======== Data listing

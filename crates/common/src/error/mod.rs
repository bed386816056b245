//! Common error types shared by the ClientKey crates
//!
//! Three pieces make up the error handling infrastructure:
//!
//! 1. **`CommonError`**: reusable error shapes (configuration, persistence,
//!    serialization, lock contention, timeouts, validation, lookups).
//! 2. **`ErrorClassification`**: the interface every error type implements so
//!    callers can ask whether a failure is retryable and how severe it is.
//! 3. **`ErrorSeverity`**: a single severity scale used when logging.
//!
//! Module-specific errors compose with `CommonError` instead of duplicating
//! its variants:
//!
//! ```rust,ignore
//! #[derive(Debug, thiserror::Error)]
//! pub enum StoreError {
//!     #[error("record {0} is missing")]
//!     Missing(String),
//!
//!     #[error(transparent)]
//!     Common(#[from] CommonError),
//! }
//!
//! impl_error_classification!(StoreError, Common,
//!     Self::Missing(_) => {
//!         retryable: false,
//!         severity: ErrorSeverity::Info,
//!         critical: false,
//!     }
//! );
//! ```

use std::fmt;
use std::time::Duration;

/// Standard result type using CommonError
pub type CommonResult<T> = Result<T, CommonError>;

/// Common error variants that appear across multiple modules
#[derive(Debug, Clone, PartialEq)]
pub enum CommonError {
    /// Configuration-related errors
    Config { message: String, field: Option<String> },

    /// Lock acquisition or poisoning
    Lock { message: String, resource: Option<String> },

    /// Serialization or deserialization errors
    Serialization { message: String, format: Option<String> },

    /// Data persistence errors (file I/O, local storage)
    Persistence { message: String, operation: Option<String> },

    /// Timeout errors
    Timeout { operation: String, duration: Duration },

    /// Validation errors
    Validation { field: String, message: String },

    /// Resource not found errors
    NotFound { resource_type: String, identifier: Option<String> },

    /// Internal errors that shouldn't normally occur
    Internal { message: String, context: Option<String> },
}

impl fmt::Display for CommonError {
    fn fmt(&self, f: &mut fmt::Formatter<'_>) -> fmt::Result {
        match self {
            Self::Config { message, field } => match field {
                Some(field) => write!(f, "Configuration error in field '{}': {}", field, message),
                None => write!(f, "Configuration error: {}", message),
            },
            Self::Lock { message, resource } => match resource {
                Some(resource) => write!(f, "Lock error for '{}': {}", resource, message),
                None => write!(f, "Lock error: {}", message),
            },
            Self::Serialization { message, format } => match format {
                Some(format) => write!(f, "Serialization error ({}): {}", format, message),
                None => write!(f, "Serialization error: {}", message),
            },
            Self::Persistence { message, operation } => match operation {
                Some(op) => write!(f, "Persistence error during '{}': {}", op, message),
                None => write!(f, "Persistence error: {}", message),
            },
            Self::Timeout { operation, duration } => {
                write!(f, "Operation '{}' timed out after {:?}", operation, duration)
            }
            Self::Validation { field, message } => {
                write!(f, "Validation error for field '{}': {}", field, message)
            }
            Self::NotFound { resource_type, identifier } => match identifier {
                Some(id) => write!(f, "{} not found: '{}'", resource_type, id),
                None => write!(f, "{} not found", resource_type),
            },
            Self::Internal { message, context } => match context {
                Some(ctx) => write!(f, "Internal error in '{}': {}", ctx, message),
                None => write!(f, "Internal error: {}", message),
            },
        }
    }
}

impl std::error::Error for CommonError {}

impl ErrorClassification for CommonError {
    fn is_retryable(&self) -> bool {
        matches!(self, Self::Lock { .. } | Self::Timeout { .. })
    }

    fn severity(&self) -> ErrorSeverity {
        match self {
            Self::Lock { .. } | Self::Timeout { .. } => ErrorSeverity::Warning,
            Self::NotFound { .. } => ErrorSeverity::Info,
            Self::Internal { .. } => ErrorSeverity::Critical,
            Self::Config { .. }
            | Self::Serialization { .. }
            | Self::Persistence { .. }
            | Self::Validation { .. } => ErrorSeverity::Error,
        }
    }

    fn is_critical(&self) -> bool {
        matches!(self, Self::Internal { .. })
    }

    fn retry_after(&self) -> Option<Duration> {
        None
    }
}

impl CommonError {
    /// Create a simple configuration error
    pub fn config<S: Into<String>>(message: S) -> Self {
        Self::Config { message: message.into(), field: None }
    }

    /// Create a configuration error for a specific field
    pub fn config_field<S: Into<String>, F: Into<String>>(field: F, message: S) -> Self {
        Self::Config { message: message.into(), field: Some(field.into()) }
    }

    /// Create a simple lock error
    pub fn lock<S: Into<String>>(message: S) -> Self {
        Self::Lock { message: message.into(), resource: None }
    }

    /// Create a lock error for a specific resource
    pub fn lock_resource<S: Into<String>, R: Into<String>>(resource: R, message: S) -> Self {
        Self::Lock { message: message.into(), resource: Some(resource.into()) }
    }

    /// Create a simple serialization error
    pub fn serialization<S: Into<String>>(message: S) -> Self {
        Self::Serialization { message: message.into(), format: None }
    }

    /// Create a serialization error with format information
    pub fn serialization_format<S: Into<String>, F: Into<String>>(format: F, message: S) -> Self {
        Self::Serialization { message: message.into(), format: Some(format.into()) }
    }

    /// Create a simple persistence error
    pub fn persistence<S: Into<String>>(message: S) -> Self {
        Self::Persistence { message: message.into(), operation: None }
    }

    /// Create a persistence error for a specific operation
    pub fn persistence_op<S: Into<String>, O: Into<String>>(operation: O, message: S) -> Self {
        Self::Persistence { message: message.into(), operation: Some(operation.into()) }
    }

    /// Create a timeout error
    pub fn timeout<S: Into<String>>(operation: S, duration: Duration) -> Self {
        Self::Timeout { operation: operation.into(), duration }
    }

    /// Create a validation error
    pub fn validation<F: Into<String>, M: Into<String>>(field: F, message: M) -> Self {
        Self::Validation { field: field.into(), message: message.into() }
    }

    /// Create a not found error
    pub fn not_found<T: Into<String>>(resource_type: T) -> Self {
        Self::NotFound { resource_type: resource_type.into(), identifier: None }
    }

    /// Create a not found error with identifier
    pub fn not_found_with_id<T: Into<String>, I: Into<String>>(
        resource_type: T,
        identifier: I,
    ) -> Self {
        Self::NotFound { resource_type: resource_type.into(), identifier: Some(identifier.into()) }
    }

    /// Create an internal error
    pub fn internal<S: Into<String>>(message: S) -> Self {
        Self::Internal { message: message.into(), context: None }
    }

    /// Create an internal error with context
    pub fn internal_with_context<S: Into<String>, C: Into<String>>(message: S, context: C) -> Self {
        Self::Internal { message: message.into(), context: Some(context.into()) }
    }

    /// Short machine-friendly name of the variant, used as a log field
    pub fn error_type_name(&self) -> &'static str {
        match self {
            Self::Config { .. } => "config",
            Self::Lock { .. } => "lock",
            Self::Serialization { .. } => "serialization",
            Self::Persistence { .. } => "persistence",
            Self::Timeout { .. } => "timeout",
            Self::Validation { .. } => "validation",
            Self::NotFound { .. } => "not_found",
            Self::Internal { .. } => "internal",
        }
    }
}

/// Standard interface for classifying errors by their characteristics
pub trait ErrorClassification {
    /// Whether the failed operation may succeed if attempted again
    fn is_retryable(&self) -> bool;

    /// Severity used for logging decisions
    fn severity(&self) -> ErrorSeverity;

    /// Whether the error points at a broken invariant rather than a
    /// transient condition
    fn is_critical(&self) -> bool;

    /// Suggested retry delay, if the error carries one
    fn retry_after(&self) -> Option<Duration>;
}

/// Error severity levels for monitoring and alerting
#[derive(Debug, Clone, Copy, PartialEq, Eq, PartialOrd, Ord)]
pub enum ErrorSeverity {
    /// Informational, typically for debugging
    Info,
    /// Degraded but operational
    Warning,
    /// Requires attention
    Error,
    /// Immediate action required
    Critical,
}

impl fmt::Display for ErrorSeverity {
    fn fmt(&self, f: &mut fmt::Formatter<'_>) -> fmt::Result {
        match self {
            Self::Info => write!(f, "INFO"),
            Self::Warning => write!(f, "WARN"),
            Self::Error => write!(f, "ERROR"),
            Self::Critical => write!(f, "CRITICAL"),
        }
    }
}

// Standard conversions from common error types
impl From<serde_json::Error> for CommonError {
    fn from(err: serde_json::Error) -> Self {
        Self::serialization_format("JSON", err.to_string())
    }
}

impl From<std::io::Error> for CommonError {
    fn from(err: std::io::Error) -> Self {
        Self::persistence(err.to_string())
    }
}

impl From<toml::de::Error> for CommonError {
    fn from(err: toml::de::Error) -> Self {
        Self::serialization_format("TOML", err.to_string())
    }
}

/// Utility macro for creating error conversions from std types
///
/// Generates `From<serde_json::Error>` and `From<std::io::Error>` for an error
/// enum whose `$variant` wraps a `CommonError`.
///
/// ```rust,ignore
/// #[derive(Debug, thiserror::Error)]
/// pub enum MyError {
///     #[error(transparent)]
///     Common(#[from] CommonError),
/// }
///
/// impl_error_conversion!(MyError, Common);
/// ```
#[macro_export]
macro_rules! impl_error_conversion {
    ($error_type:ty, $variant:ident) => {
        impl From<serde_json::Error> for $error_type {
            fn from(err: serde_json::Error) -> Self {
                Self::$variant($crate::error::CommonError::from(err))
            }
        }

        impl From<std::io::Error> for $error_type {
            fn from(err: std::io::Error) -> Self {
                Self::$variant($crate::error::CommonError::from(err))
            }
        }
    };
}

/// Macro to implement ErrorClassification by delegating to CommonError
///
/// Variants other than the embedded `CommonError` one are listed with their
/// classification; `retry_after` is optional per arm.
#[macro_export]
macro_rules! impl_error_classification {
    (
        $error_type:ty,
        $common_variant:ident
        $(,
            $variant:pat => {
                retryable: $retryable:expr,
                severity: $severity:expr,
                critical: $critical:expr
                $(, retry_after: $retry_after:expr)?
                $(,)?
            }
        )*
        $(,)?
    ) => {
        impl $crate::error::ErrorClassification for $error_type {
            fn is_retryable(&self) -> bool {
                match self {
                    Self::$common_variant(e) => e.is_retryable(),
                    $(
                        #[allow(unused_variables)]
                        $variant => $retryable,
                    )*
                }
            }

            fn severity(&self) -> $crate::error::ErrorSeverity {
                match self {
                    Self::$common_variant(e) => e.severity(),
                    $(
                        #[allow(unused_variables)]
                        $variant => $severity,
                    )*
                }
            }

            fn is_critical(&self) -> bool {
                match self {
                    Self::$common_variant(e) => e.is_critical(),
                    $(
                        #[allow(unused_variables)]
                        $variant => $critical,
                    )*
                }
            }

            fn retry_after(&self) -> Option<std::time::Duration> {
                match self {
                    Self::$common_variant(e) => e.retry_after(),
                    $(
                        $(
                            $variant => $retry_after,
                        )?
                    )*
                    #[allow(unreachable_patterns)]
                    _ => None,
                }
            }
        }
    };
}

================

• **What needs to be done**
Every line above carrying the word "derive" needs to be shown.

• **Answer for the task**
//! #[derive(Debug, thiserror::Error)]
#[derive(Debug, Clone, PartialEq)]
#[derive(Debug, Clone, Copy, PartialEq, Eq, PartialOrd, Ord)]
/// #[derive(Debug, thiserror::Error)]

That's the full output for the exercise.